__WORK TASK__: From the records below, transcribe exactly the lines that begin at the line with "pub fn list_for_provider(&self, provider: &ProviderId)" and end at the line with "use crate::marketplace::error::MarketplaceError;", both included.

__DATA EXCERPTS__:
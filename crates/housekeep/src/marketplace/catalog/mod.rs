//! Provider-authored services, with every content mutation behind the eligibility gate.

pub mod domain;


use std::sync::Arc;

use rust_decimal::Decimal;
use tracing::info;

pub use domain::{Service, ServiceDraft, WeeklyAvailability};

use super::domain::{next_service_id, Clock, ProviderId, ServiceId};
use super::eligibility::{EligibilityGate, ProviderDirectory};
use super::error::{MarketplaceError, RepositoryError};
use super::jobs::{normalize_tags, required};

/// Storage for services.
pub trait ServiceRepository: Send + Sync {
    fn insert(&self, service: Service) -> Result<Service, RepositoryError>;
    fn update(&self, service: Service) -> Result<Service, RepositoryError>;
    fn fetch(&self, id: &ServiceId) -> Result<Option<Service>, RepositoryError>;
    fn delete(&self, id: &ServiceId) -> Result<Service, RepositoryError>;
    fn list_by_provider(&self, provider: &ProviderId) -> Result<Vec<Service>, RepositoryError>;
    fn list_all(&self) -> Result<Vec<Service>, RepositoryError>;
}

fn valid_contact_number(raw: &str) -> bool {
    let body = raw.strip_prefix('+').unwrap_or(raw);
    if !body
        .chars()
        .all(|c| c.is_ascii_digit() || c == ' ' || c == '-')
    {
        return false;
    }
    let digits = body.chars().filter(char::is_ascii_digit).count();
    (7..=15).contains(&digits)
}

fn normalize_draft(draft: ServiceDraft) -> Result<ServiceDraft, MarketplaceError> {
    let title = required("title", draft.title)?;
    let category = required("category", draft.category)?;
    let description = required("description", draft.description)?;
    let location = required("location", draft.location)?;

    if draft.price <= Decimal::ZERO {
        return Err(MarketplaceError::validation("price must be positive"));
    }

    let contact_number = draft.contact_number.trim().to_string();
    if !valid_contact_number(&contact_number) {
        return Err(MarketplaceError::validation(
            "contact number must hold 7 to 15 digits",
        ));
    }

    let availability = draft.availability;
    if availability.days.is_empty() {
        return Err(MarketplaceError::validation(
            "availability needs at least one weekday",
        ));
    }
    if availability.start_time >= availability.end_time {
        return Err(MarketplaceError::validation(
            "availability must start before it ends",
        ));
    }

    Ok(ServiceDraft {
        title,
        category,
        tags: normalize_tags(draft.tags),
        description,
        location,
        availability,
        price: draft.price,
        contact_number,
        image: draft
            .image
            .map(|image| image.trim().to_string())
            .filter(|image| !image.is_empty()),
    })
}

fn ensure_owner(service: &Service, provider: &ProviderId) -> Result<(), MarketplaceError> {
    if &service.provider_id == provider {
        Ok(())
    } else {
        Err(MarketplaceError::Unauthorized("service"))
    }
}

/// Create/update/delete re-check eligibility on every call; reads and the
/// availability toggle do not.
pub struct ServiceCatalog<S, D> {
    services: Arc<S>,
    eligibility: Arc<EligibilityGate<D>>,
    clock: Arc<dyn Clock>,
}

impl<S, D> ServiceCatalog<S, D>
where
    S: ServiceRepository + 'static,
    D: ProviderDirectory + 'static,
{
    pub fn new(
        services: Arc<S>,
        eligibility: Arc<EligibilityGate<D>>,
        clock: Arc<dyn Clock>,
    ) -> Self {
        Self {
            services,
            eligibility,
            clock,
        }
    }

    fn fetch(&self, id: &ServiceId) -> Result<Service, MarketplaceError> {
        self.services
            .fetch(id)?
            .ok_or_else(|| MarketplaceError::not_found(format!("service {id}")))
    }

    pub fn create(
        &self,
        provider: &ProviderId,
        draft: ServiceDraft,
    ) -> Result<Service, MarketplaceError> {
        self.eligibility.require_eligible(provider)?;
        let draft = normalize_draft(draft)?;
        let service = Service::from_draft(
            next_service_id(),
            provider.clone(),
            draft,
            self.clock.now(),
        );

        let stored = self.services.insert(service)?;
        info!(service = %stored.id, provider = %provider, "service created");
        Ok(stored)
    }

    pub fn update(
        &self,
        provider: &ProviderId,
        id: &ServiceId,
        draft: ServiceDraft,
    ) -> Result<Service, MarketplaceError> {
        self.eligibility.require_eligible(provider)?;
        let draft = normalize_draft(draft)?;
        let mut service = self.fetch(id)?;
        ensure_owner(&service, provider)?;
        service.apply_draft(draft, self.clock.now());

        let stored = self.services.update(service)?;
        info!(service = %id, provider = %provider, "service updated");
        Ok(stored)
    }

    pub fn delete(&self, provider: &ProviderId, id: &ServiceId) -> Result<Service, MarketplaceError> {
        self.eligibility.require_eligible(provider)?;
        let service = self.fetch(id)?;
        ensure_owner(&service, provider)?;

        let removed = self.services.delete(id)?;
        info!(service = %id, provider = %provider, "service deleted");
        Ok(removed)
    }

    pub fn set_availability(
        &self,
        provider: &ProviderId,
        id: &ServiceId,
        is_available: bool,
    ) -> Result<Service, MarketplaceError> {
        let mut service = self.fetch(id)?;
        ensure_owner(&service, provider)?;
        service.is_available = is_available;
        service.updated_at = self.clock.now();

        let stored = self.services.update(service)?;
        info!(service = %id, is_available, "service availability toggled");
        Ok(stored)
    }

    pub fn get(&self, id: &ServiceId) -> Result<Service, MarketplaceError> {
        self.fetch(id)
    }

    pub fn list_for_provider(&self, provider: &ProviderId) -> Result<Vec<Service>, MarketplaceError> {
        let mut services = self.services.list_by_provider(provider)?;
        services.sort_by(|left, right| right.created_at.cmp(&left.created_at));
        Ok(services)
    }

    pub fn list_available(&self) -> Result<Vec<Service>, MarketplaceError> {
        let mut services: Vec<Service> = self
            .services
            .list_all()?
            .into_iter()
            .filter(|service| service.is_available)
            .collect();
        services.sort_by(|left, right| right.created_at.cmp(&left.created_at));
        Ok(services)
    }
}
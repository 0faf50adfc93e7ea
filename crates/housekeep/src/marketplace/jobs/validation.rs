use rust_decimal::Decimal;

use super::domain::{Budget, JobPostDraft, JobSchedule};
use crate::marketplace::error::MarketplaceError;

pub(crate) fn required(field: &str, value: String) -> Result<String, MarketplaceError> {
    let trimmed = value.trim();
    if trimmed.is_empty() {
        Err(MarketplaceError::validation(format!("{field} is required")))
    } else {
        Ok(trimmed.to_string())
    }
}

/// Trim, drop blank tags, and de-duplicate while keeping the requester's order.
pub(crate) fn normalize_tags(skills: Vec<String>) -> Vec<String> {
    let mut normalized: Vec<String> = Vec::with_capacity(skills.len());
    for skill in skills {
        let trimmed = skill.trim();
        if trimmed.is_empty() {
            continue;
        }
        if normalized
            .iter()
            .any(|existing| existing.eq_ignore_ascii_case(trimmed))
        {
            continue;
        }
        normalized.push(trimmed.to_string());
    }
    normalized
}

fn check_schedule(schedule: &JobSchedule) -> Result<(), MarketplaceError> {
    match schedule {
        JobSchedule::OneTime { .. } => Ok(()),
        JobSchedule::Recurring { days, .. } if days.is_empty() => Err(
            MarketplaceError::validation("recurring schedules need at least one weekday"),
        ),
        JobSchedule::Recurring { .. } => Ok(()),
    }
}

fn check_budget(budget: &Budget) -> Result<(), MarketplaceError> {
    match budget {
        Budget::Fixed { amount, .. } if *amount <= Decimal::ZERO => Err(
            MarketplaceError::validation("fixed budget amount must be positive"),
        ),
        Budget::Range { min, .. } if *min <= Decimal::ZERO => Err(MarketplaceError::validation(
            "budget range minimum must be positive",
        )),
        Budget::Range {
            min,
            max: Some(max),
            ..
        } if max < min => Err(MarketplaceError::validation(
            "budget range maximum must not be below the minimum",
        )),
        _ => Ok(()),
    }
}

/// Validate a requester payload and return its normalized form.
pub(crate) fn normalize_draft(draft: JobPostDraft) -> Result<JobPostDraft, MarketplaceError> {
    let JobPostDraft {
        title,
        description,
        location,
        skills,
        schedule,
        budget,
    } = draft;

    let title = required("title", title)?;
    let description = required("description", description)?;
    let location = required("location", location)?;

    let skills = normalize_tags(skills);
    if skills.is_empty() {
        return Err(MarketplaceError::validation(
            "at least one required skill is needed",
        ));
    }

    check_schedule(&schedule)?;
    check_budget(&budget)?;

    Ok(JobPostDraft {
        title,
        description,
        location,
        skills,
        schedule,
        budget,
    })
}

__COMPLETED EXERCISE__:
    pub fn list_for_provider(&self, provider: &ProviderId) -> Result<Vec<Service>, MarketplaceError> {
        let mut services = self.services.list_by_provider(provider)?;
        services.sort_by(|left, right| right.created_at.cmp(&left.created_at));
        Ok(services)
    }

    pub fn list_available(&self) -> Result<Vec<Service>, MarketplaceError> {
        let mut services: Vec<Service> = self
            .services
            .list_all()?
            .into_iter()
            .filter(|service| service.is_available)
            .collect();
        services.sort_by(|left, right| right.created_at.cmp(&left.created_at));
        Ok(services)
    }
}
repository 0faf50adfc93e7ea
filename crates/housekeep/src/marketplace/jobs/validation.rs
use rust_decimal::Decimal;

use super::domain::{Budget, JobPostDraft, JobSchedule};
use crate::marketplace::error::MarketplaceError;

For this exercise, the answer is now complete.